Decíamos que la envidia es la amargura que el corazón se produce cuando nos damos cuenta que a otro le va bien. La definición clásica es la tristeza que produce el bien ajeno. Pero lo más triste de este tipo de tristeza es que no se queda alojada en la propio corazón, que vive agrio su transitar por la vida, sino que tiende a manifestarse con actos bien concretos en referencia a los demás. A estos le decimos que son hijos de la envidia.
Se dice que la envidia es un pecado capital, es decir, que encabeza otra serie de actos malos que la siguen como líder que le da vida. Tomás de Aquino dicen que nacen des esfuerzo de disminuir la gloria ajena.
La murmuración
Cuando me doy cuenta de lo bien que le va a fulano entonces empiezo a ventilar sus defectos. En la Argentina a eso le decimos “sacar el cuero” (sería despellejar). Expresión muy gráfica ya que expongo sus defectos en el ronroneo de comadres: cotilleo… chusmear… cada país tiene su expresión propia para definirlo. Esto lo realizo en el secreto y desde el anonimato.
En Feliciano, en el norte de mi provincia, me encantaba una expresión con la que comenzaban este tipo de acciones verbales: “dice que”. Es decir: te voy a contar algo pero no pienses que soy yo el que lo dice… en realidad yo lo escuché de otro… “dice que”. Así la murmuración comienza por la total cobardía y canallada de quién no se hace cargo de sus propios dichos sino que lo adjudica a un tercero anónimo, a una masa de la cual él es en ese momento el informante desinteresado “en aras de la verdad”.
La difamación
Aquí la acción que produce la envidia tiene mayor entidad. No ventilo los defectos sino que me dedico a contar hechos que directamente le quitan la buena fama a aquel cuyo encumbramiento me causa tristeza.
El catecismo es muy claro frente a esta actitud:
“El respeto de la reputación de las personas prohíbe toda actitud y toda palabra susceptibles de causarles un daño injusto (cf CIC can. 220). Se hace culpable:
+ de juicio temerario el que, incluso tácitamente, admite como verdadero, sin tener para ello fundamento suficiente, un defecto moral en el prójimo;
+ de maledicencia el que, sin razón objetivamente válida, manifiesta los defectos y las faltas de otros a personas que los ignoran (cf Si 21, 28);
+ de calumnia el que, mediante palabras contrarias a la verdad, daña la reputación de otros y da ocasión a juicios falsos respecto a ellos.

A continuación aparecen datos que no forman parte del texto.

mod ids;
mod tag;
mod tag_type;

pub use ids::{DocumentId, TagId};
pub use tag::{TagMetadata, TagRecord, TagRecordBuilder};
pub use tag_type::{ParseTagTypeError, TagType};
//! Shared utility functions for database location and tag naming.

use std::path::{Path, PathBuf};

use anyhow::{Context, Result};

/// Environment variable overriding the database location.
pub const DATABASE_ENV_VAR: &str = "TAGTREE_DB";

/// Gets the cross-platform database path.
///
/// Uses `TAGTREE_DB` when set, otherwise `{data_dir}/tagtree/tags.db` where `data_dir` is:
/// - Linux: `~/.local/share`
/// - macOS: `~/Library/Application Support`
/// - Windows: `C:\Users\<user>\AppData\Roaming`
///
/// # Errors
///
/// Returns an error if the data directory cannot be determined.
pub fn get_database_path() -> Result<PathBuf> {
    if let Ok(path) = std::env::var(DATABASE_ENV_VAR)
        && !path.trim().is_empty()
    {
        return Ok(PathBuf::from(path));
    }

    let data_dir =
        dirs::data_dir().ok_or_else(|| anyhow::anyhow!("Failed to determine data directory"))?;

    Ok(data_dir.join("tagtree").join("tags.db"))
}

/// Ensures the parent directory of the database file exists.
///
/// # Errors
///
/// Returns an error if directory creation fails.
pub fn ensure_database_directory(db_path: &Path) -> Result<()> {
    if let Some(parent) = db_path.parent()
        && !parent.as_os_str().is_empty()
    {
        std::fs::create_dir_all(parent).with_context(|| {
            format!("Failed to create database directory: {}", parent.display())
        })?;
    }
    Ok(())
}

/// Derives a URL-safe slug from a display name.
///
/// Lowercases alphanumerics, turns every other run of characters into a single
/// `-`, and trims leading and trailing dashes.
///
/// # Examples
///
/// ```
/// use tagtree::utils::slugify;
///
/// assert_eq!(slugify("Machine Learning / AI"), "machine-learning-ai");
/// ```
pub fn slugify(name: &str) -> String {
    let mut slug = String::with_capacity(name.len());
    let mut pending_dash = false;

    for c in name.chars() {
        if c.is_alphanumeric() {
            if pending_dash && !slug.is_empty() {
                slug.push('-');
            }
            pending_dash = false;
            slug.extend(c.to_lowercase());
        } else {
            pending_dash = true;
        }
    }

    slug
}
//! Architecture Validation Integration Tests
//!
//! Confirms that the hierarchy engine, the manager facade and the SQLite
//! store are usable from the crate root without any CLI dependencies
//! (clap, dirs), so other front ends can reuse them.
//!
//! **Architecture Invariant:**
//! This file must NOT import anything from main.rs. It only uses types
//! exported from the `tagtree::` crate root.
//!
//! **CLI types that are NOT exported from the crate root:**
//! - Cli (clap command parser)
//! - Commands (clap subcommands enum)
//! - SortArg (clap value enum)

use std::collections::HashMap;

use anyhow::Result;
use tagtree::{
    BuildOutcome, Database, DocumentId, Forest, HierarchyBuilder, HierarchyConfig,
    HierarchyError, HierarchyManager, HierarchyStats, SearchQuery, SortField, TagId, TagRecord,
    TagService, TagStore, TagType,
};

// =============================================================================
// Engine isolation
// =============================================================================

#[test]
fn test_builder_runs_without_store() {
    let outcome: BuildOutcome = HierarchyBuilder::new()
        .record(TagRecord::builder("1", "Root").build())
        .build();

    let forest: &Forest = &outcome.forest;
    assert_eq!(forest.len(), 1);
    assert!(outcome.warnings.is_empty());
}

#[test]
fn test_empty_input_builds_empty_forest() {
    let outcome = HierarchyBuilder::new().build();

    assert!(outcome.forest.is_empty());
    assert!(outcome.forest.roots().is_empty());
    assert!(outcome.warnings.is_empty());
}

#[test]
fn test_search_query_is_constructible_from_root() {
    assert!(SearchQuery::new("   ").is_unconstrained());
    assert!(!SearchQuery::new("rust").is_unconstrained());
}

#[test]
fn test_sort_field_parses_cli_spellings() {
    assert_eq!("name".parse::<SortField>().ok(), Some(SortField::Name));
    assert_eq!("type".parse::<SortField>().ok(), Some(SortField::Type));
    assert_eq!("count".parse::<SortField>().ok(), Some(SortField::TotalCount));
}

// =============================================================================
// Manager facade
// =============================================================================

#[test]
fn test_manager_with_custom_separator() {
    let mut manager = HierarchyManager::new(HierarchyConfig {
        path_separator: "/".to_string(),
        ..Default::default()
    });
    manager.rebuild(vec![
        TagRecord::builder("a", "A").build(),
        TagRecord::builder("b", "B").parent("a").build(),
    ]);

    assert_eq!(manager.path("b").ok().as_deref(), Some("A/B"));
}

#[test]
fn test_manager_reports_missing_tag() {
    let manager = HierarchyManager::default();

    assert_eq!(
        manager.path("ghost"),
        Err(HierarchyError::NotFound(TagId::new("ghost")))
    );
}

#[test]
fn test_manager_stats_on_empty_manager() {
    let manager = HierarchyManager::default();

    assert_eq!(manager.stats(), HierarchyStats::default());
}

#[test]
fn test_unknown_count_entries_are_ignored() {
    let mut manager = HierarchyManager::default();
    manager.rebuild(vec![TagRecord::builder("1", "Root").build()]);

    let ignored = manager.update_counts(HashMap::from([
        (TagId::new("1"), 2),
        (TagId::new("nope"), 9),
    ]));

    assert_eq!(ignored, 1);
    assert_eq!(manager.stats().documents, 2);
}

// =============================================================================
// Store behind the trait seam
// =============================================================================

#[test]
fn test_service_usable_as_trait_object() -> Result<()> {
    let service = TagService::new(Database::in_memory()?);
    let store: &dyn TagStore = &service;

    store.create_tag(
        &TagRecord::builder("ops", "Operations")
            .tag_type(TagType::Category)
            .build(),
    )?;
    service.tag_document(&DocumentId::new("runbook"), &TagId::new("ops"))?;

    let mut manager = HierarchyManager::default();
    manager.refresh_from(store)?;

    let ops = manager.find_node("ops").expect("ops node");
    assert_eq!(ops.record().tag_type, TagType::Category);
    assert_eq!(ops.total_count(), 1);

    Ok(())
}
//! In-memory tag hierarchy: construction, roll-up counts, search, ordering and
//! expansion state.
//!
//! Nodes live in a [`Forest`] arena and refer to each other by [`NodeId`]
//! handles. The forest is always acyclic and every indexed node is reachable
//! from exactly one place: the root list or a single parent's children.
//!
//! # Examples
//!
//! ```
//! use std::collections::HashMap;
//!
//! use tagtree::hierarchy::{HierarchyBuilder, SearchQuery, search_roots, update_counts};
//! use tagtree::{TagId, TagRecord};
//!
//! let mut forest = HierarchyBuilder::new()
//!     .record(TagRecord::builder("1", "Root").build())
//!     .record(TagRecord::builder("2", "Child").parent("1").build())
//!     .record(TagRecord::builder("3", "Grandchild").parent("2").build())
//!     .build()
//!     .forest;
//!
//! let counts = HashMap::from([(TagId::new("3"), 5)]);
//! update_counts(&mut forest, &counts);
//!
//! let root = forest.get("1").unwrap();
//! assert_eq!(root.total_count(), 5);
//! assert_eq!(forest.get("3").unwrap().path(" > "), "Root > Child > Grandchild");
//!
//! let hits = search_roots(&forest, &SearchQuery::new("grand"));
//! assert_eq!(hits, vec![root.handle()]);
//! ```

mod builder;
mod counts;
mod error;
mod expansion;
mod forest;
mod node;
mod search;
mod sort;

pub use builder::{BuildOutcome, HierarchyBuilder};
pub use counts::update_counts;
pub use error::HierarchyError;
pub use expansion::{collapse_all, collapse_roots, expand_to_level, reveal, toggle, visible_rows};
pub use forest::{Ancestors, Descendants, Forest};
pub use node::{HierarchyNode, NodeId, NodeRef};
pub use search::{SearchQuery, direct_matches, match_set, search_roots, subtree_matches};
pub use sort::{SortField, display_name_key, sort_by_display_name, sort_siblings_by};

Para evitar el juicio temerario, cada uno debe interpretar, en cuanto sea posible, en un sentido favorable los pensamientos, palabras y acciones de su prójimo:
«Todo buen cristiano ha de ser más pronto a salvar la proposición del prójimo, que a condenarla; y si no la puede salvar, inquirirá cómo la entiende, y si mal la entiende, corríjale con amor; y si no basta, busque todos los medios convenientes para que, bien entendiéndola, se salve» (San Ignacio de Loyola, Exercitia spiritualia, 22).
La maledicencia y la calumnia destruyen la reputación y el honor del prójimo. Ahora bien, el honor es el testimonio social dado a la dignidad humana y cada uno posee un derecho natural al honor de su nombre, a su reputación y a su respeto. Así, la maledicencia y la calumnia lesionan las virtudes de la justicia y de la caridad." (CIC 2477/9)
Creo que no debemos agregar nada al respecto.
El odio
Tomás de Aquino dice al respecto que:
"(…) El odio al prójimo ocupa el último eslabón en el proceso de desarrollo del pecado por el hecho de que se opone al amor, que es un sentimiento natural hacia el prójimo. (…) En efecto, somos inducidos a amar lo que nos deleita en cuanto es aceptado como bueno, del mismo modo que sentimos impulso a odiar lo que nos contrista, porque lo consideramos como malo. En conclusión, siendo la envidia tristeza provocada por el bien del prójimo, conlleva como resultado hacernos odioso su bien, y ésa es la causa de que la envidia dé lugar al odio."
Que terrible que es esto, ¿no? Y es tan real. La envidia nos desata la capacidad de hacer importantes esfuerzos para lograr que el otro fracase, que le vaya mal, que sea destruido. Si… por envidia hacemos lo contrario a lo que el mandamiento de Jesús nos pide.
De los hijos de la envidia, en nuestro corazón, ¡Líbranos Señor!